La fillette obéit, et chacun la regardait sans prononcer une parole.

Lorsque le pot eut été ouvert, on vit qu’il contenait un certain nombre de cailloux, de l’espèce de ceux qui sèment le lit de la Clashen dans le voisinage.

« M. Martin, dit P’tit-Bonhomme, vous rappelez-vous ?… Chaque soir, vous me donniez un caillou, lorsque vous aviez été content de moi…

— Oui, mon garçon, et il n’y a pas eu un seul jour où tu n’aies mérité d’en recevoir un !…

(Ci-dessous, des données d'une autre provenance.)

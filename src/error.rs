//! Error types for paged-fetch
//!
//! Every failure in a pagination run, whatever its origin, is one of these
//! variants. The run stops at the first one and returns it unchanged.

use thiserror::Error;

use crate::types::ResourceKind;

/// Result type alias for paged-fetch operations
pub type Result<T> = std::result::Result<T, Error>;

/// Main error type for paged-fetch
#[derive(Debug, Error)]
pub enum Error {
    /// Configuration error with context about which setting is invalid
    #[error("configuration error: {message}")]
    Config {
        /// Human-readable error message describing the configuration issue
        message: String,
        /// The configuration key that caused the error (e.g., "concurrency")
        key: Option<String>,
    },

    /// The remote address for a resource could not be resolved
    #[error("cannot resolve address for {kind}: {message}")]
    Resolution {
        /// Resource kind that failed to resolve
        kind: ResourceKind,
        /// Why resolution failed
        message: String,
    },

    /// A page request failed or returned an unusable response
    #[error("transport error for {url}: {message}")]
    Transport {
        /// The requested URL
        url: String,
        /// Underlying failure description
        message: String,
    },

    /// HTTP client error not tied to a specific page request
    #[error("network error: {0}")]
    Network(#[from] reqwest::Error),

    /// Writing a page to the store failed
    #[error("failed to store page {key}: {source}")]
    StoreWrite {
        /// Store key being written
        key: String,
        /// Underlying I/O failure
        #[source]
        source: std::io::Error,
    },

    /// Reading a page back from the store failed
    #[error("failed to read page {key}: {source}")]
    StoreRead {
        /// Store key being read
        key: String,
        /// Underlying I/O failure
        #[source]
        source: std::io::Error,
    },

    /// The probe page's total-count field could not be decoded
    #[error("cannot decode total page count: {0}")]
    Decode(String),

    /// Page indices are 1-based
    #[error("invalid page index {0}: pages start at 1")]
    InvalidPage(u32),

    /// I/O error
    #[error("I/O error: {0}")]
    Io(#[from] std::io::Error),

    /// Serialization error
    #[error("serialization error: {0}")]
    Serialization(#[from] serde_json::Error),

    /// Fetch worker aborted because the run already terminated
    #[error("fetch cancelled")]
    Cancelled,
}

impl Error {
    /// Machine-readable error code
    pub fn error_code(&self) -> &'static str {
        match self {
            Error::Config { .. } => "config_error",
            Error::Resolution { .. } => "resolution_error",
            Error::Transport { .. } | Error::Network(_) => "transport_error",
            Error::StoreWrite { .. } => "store_write_error",
            Error::StoreRead { .. } => "store_read_error",
            Error::Decode(_) => "decode_error",
            Error::InvalidPage(_) => "invalid_page",
            Error::Io(_) => "io_error",
            Error::Serialization(_) => "serialization_error",
            Error::Cancelled => "cancelled",
        }
    }

    /// Whether the error ends a pagination run.
    ///
    /// There is no retry layer, so every error except a worker's own
    /// cancellation is fatal.
    pub fn is_fatal(&self) -> bool {
        !matches!(self, Error::Cancelled)
    }

    pub(crate) fn transport(url: impl Into<String>, message: impl std::fmt::Display) -> Self {
        Error::Transport {
            url: url.into(),
            message: message.to_string(),
        }
    }

    pub(crate) fn config(message: impl Into<String>, key: &str) -> Self {
        Error::Config {
            message: message.into(),
            key: Some(key.to_string()),
        }
    }
}

#[cfg(test)]
mod tests {
    use super::*;

    #[test]
    fn error_codes_are_distinct_per_category() {
        let cases = vec![
            (Error::config("zero", "concurrency"), "config_error"),
            (
                Error::Resolution {
                    kind: ResourceKind::Details,
                    message: "not paginated".into(),
                },
                "resolution_error",
            ),
            (
                Error::transport("http://x/1", "connection refused"),
                "transport_error",
            ),
            (
                Error::StoreWrite {
                    key: "1".into(),
                    source: std::io::Error::other("disk full"),
                },
                "store_write_error",
            ),
            (
                Error::StoreRead {
                    key: "1".into(),
                    source: std::io::Error::new(std::io::ErrorKind::NotFound, "gone"),
                },
                "store_read_error",
            ),
            (Error::Decode("missing field".into()), "decode_error"),
            (Error::InvalidPage(0), "invalid_page"),
            (Error::Cancelled, "cancelled"),
        ];

        for (err, code) in cases {
            assert_eq!(err.error_code(), code, "wrong code for {err}");
        }
    }

    #[test]
    fn only_cancellation_is_non_fatal() {
        assert!(!Error::Cancelled.is_fatal());
        assert!(Error::Decode("x".into()).is_fatal());
        assert!(Error::transport("u", "m").is_fatal());
    }

    #[test]
    fn store_errors_mention_the_key() {
        let err = Error::StoreWrite {
            key: "42".into(),
            source: std::io::Error::other("read-only filesystem"),
        };
        let msg = err.to_string();
        assert!(msg.contains("42"), "message should include key: {msg}");
        assert!(msg.contains("read-only filesystem"));
    }

    #[test]
    fn config_error_keeps_offending_key() {
        match Error::config("must be at least 1", "concurrency") {
            Error::Config { key, message } => {
                assert_eq!(key.as_deref(), Some("concurrency"));
                assert_eq!(message, "must be at least 1");
            }
            other => panic!("unexpected variant: {other:?}"),
        }
    }
}
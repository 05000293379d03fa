//! Per-run shared state and the message workers send back to the dispatcher.

use std::sync::atomic::{AtomicBool, Ordering};
use tokio::sync::broadcast;

use crate::error::Error;
use crate::types::{Event, MediaKind, PageBody, PageIndex, ResourceKind};

use super::fetcher::PageFetcher;

/// Result of one dispatched fetch, sent from a worker to the dispatcher.
pub(super) enum FetchOutcome {
    /// Response body ready to be stored
    Fetched { page: PageIndex, body: PageBody },
    /// The fetch failed; the run ends with this error
    Failed { page: PageIndex, error: Error },
}

/// Shared context for one pagination run, reducing parameter passing between phases.
pub(super) struct RunContext {
    pub(super) kind: ResourceKind,
    pub(super) media: MediaKind,
    pub(super) fetcher: PageFetcher,
    pub(super) event_tx: broadcast::Sender<Event>,
    pub(super) failure_reported: AtomicBool,
}

impl RunContext {
    /// Emit an event; having no subscribers is not an error.
    pub(super) fn emit(&self, event: Event) {
        self.event_tx.send(event).ok();
    }

    /// Emit `PageFailed` for the run's first error only.
    pub(super) fn report_failure(&self, page: Option<PageIndex>, error: &Error) {
        if self.failure_reported.swap(true, Ordering::SeqCst) {
            return;
        }
        self.emit(Event::PageFailed {
            kind: self.kind,
            page,
            error: error.to_string(),
        });
    }
}
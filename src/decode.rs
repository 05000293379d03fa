//! Total page count decoding from the probe page.

use tokio::io::AsyncReadExt;

use crate::error::{Error, Result};
use crate::types::{PageBody, PageCount};

/// Extracts the total page count from a listing page
#[async_trait::async_trait]
pub trait PageCountDecoder: Send + Sync {
    /// Consume `body` and return the listing's total page count
    async fn decode(&self, body: PageBody) -> Result<PageCount>;
}

/// Reads a top-level integer field from a JSON page
#[derive(Clone, Debug)]
pub struct JsonTotalPages {
    field: String,
}

impl JsonTotalPages {
    /// Decoder for the given field name
    pub fn new(field: impl Into<String>) -> Self {
        Self {
            field: field.into(),
        }
    }

    /// Decode from an already-buffered page
    pub fn decode_slice(&self, bytes: &[u8]) -> Result<PageCount> {
        let value: serde_json::Value = serde_json::from_slice(bytes)
            .map_err(|e| Error::Decode(format!("page is not valid JSON: {e}")))?;

        let raw = value
            .get(&self.field)
            .ok_or_else(|| Error::Decode(format!("field {:?} is missing", self.field)))?;
        let total = raw.as_u64().ok_or_else(|| {
            Error::Decode(format!(
                "field {:?} is not a non-negative integer: {raw}",
                self.field
            ))
        })?;
        let total = u32::try_from(total)
            .map_err(|_| Error::Decode(format!("total page count {total} is out of range")))?;

        PageCount::new(total)
    }
}

impl Default for JsonTotalPages {
    fn default() -> Self {
        Self::new("totalPages")
    }
}

#[async_trait::async_trait]
impl PageCountDecoder for JsonTotalPages {
    async fn decode(&self, mut body: PageBody) -> Result<PageCount> {
        let mut bytes = Vec::new();
        body.read_to_end(&mut bytes)
            .await
            .map_err(|e| Error::Decode(format!("cannot read page: {e}")))?;
        self.decode_slice(&bytes)
    }
}

#[cfg(test)]
mod tests {
    use super::*;

    #[test]
    fn reads_total_pages_field() {
        let decoder = JsonTotalPages::default();
        let count = decoder
            .decode_slice(br#"{"page":1,"totalPages":12,"products":[]}"#)
            .unwrap();
        assert_eq!(count.get(), 12);
    }

    #[test]
    fn honours_custom_field_name() {
        let decoder = JsonTotalPages::new("pages");
        assert_eq!(decoder.decode_slice(br#"{"pages":4}"#).unwrap().get(), 4);
        assert!(decoder.decode_slice(br#"{"totalPages":4}"#).is_err());
    }

    #[test]
    fn rejects_zero_negative_and_non_integer_counts() {
        let decoder = JsonTotalPages::default();
        for payload in [
            &br#"{"totalPages":0}"#[..],
            br#"{"totalPages":-2}"#,
            br#"{"totalPages":"3"}"#,
            br#"{"totalPages":2.5}"#,
            br#"{"totalPages":99999999999}"#,
        ] {
            let err = decoder.decode_slice(payload).unwrap_err();
            assert!(
                matches!(err, Error::Decode(_)),
                "{} should be a decode error, got {err:?}",
                String::from_utf8_lossy(payload)
            );
        }
    }

    #[test]
    fn rejects_non_json_body() {
        let err = JsonTotalPages::default()
            .decode_slice(b"<html>maintenance</html>")
            .unwrap_err();
        assert_eq!(err.error_code(), "decode_error");
    }

    #[tokio::test]
    async fn decodes_from_stream() {
        let body: PageBody = Box::pin(std::io::Cursor::new(&br#"{"totalPages":2}"#[..]));
        let count = JsonTotalPages::default().decode(body).await.unwrap();
        assert_eq!(count.get(), 2);
    }

    #[tokio::test]
    async fn unreadable_body_is_a_decode_error() {
        let chunks = futures::stream::iter(vec![
            Ok::<&'static [u8], std::io::Error>(br#"{"totalPa"#),
            Err(std::io::Error::other("connection reset")),
        ]);
        let body: PageBody = Box::pin(tokio_util::io::StreamReader::new(chunks));

        let err = JsonTotalPages::default().decode(body).await.unwrap_err();

        match err {
            Error::Decode(message) => assert!(message.contains("connection reset"), "{message}"),
            other => panic!("expected decode error, got {other:?}"),
        }
    }
}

— Ils représentent le temps que j’ai passé à la ferme de Kerwan. Eh bien, compte-les, Jenny… Tu sais compter, n’est-ce pas ?..

— Oh oui ! » répondit la fillette.

Et elle se mit à compter les cailloux, en faisant des petits tas par centaines.

« Quinze cent quarante, dit-elle.

— C’est bien cela, répondit P’tit-Bonhomme. Cela fait plus de quatre ans que j’ai vécu dans ta famille, ma Jenny… ta famille qui était devenue la mienne !

— Et ces cailloux, dit M. Martin, en baissant la tête, ce sont les seuls gages que tu aies jamais reçus de moi… ces cailloux que j’espérais te changer en shillings…

— Et qui, pour vous, mon père, vont se changer en guinées ! »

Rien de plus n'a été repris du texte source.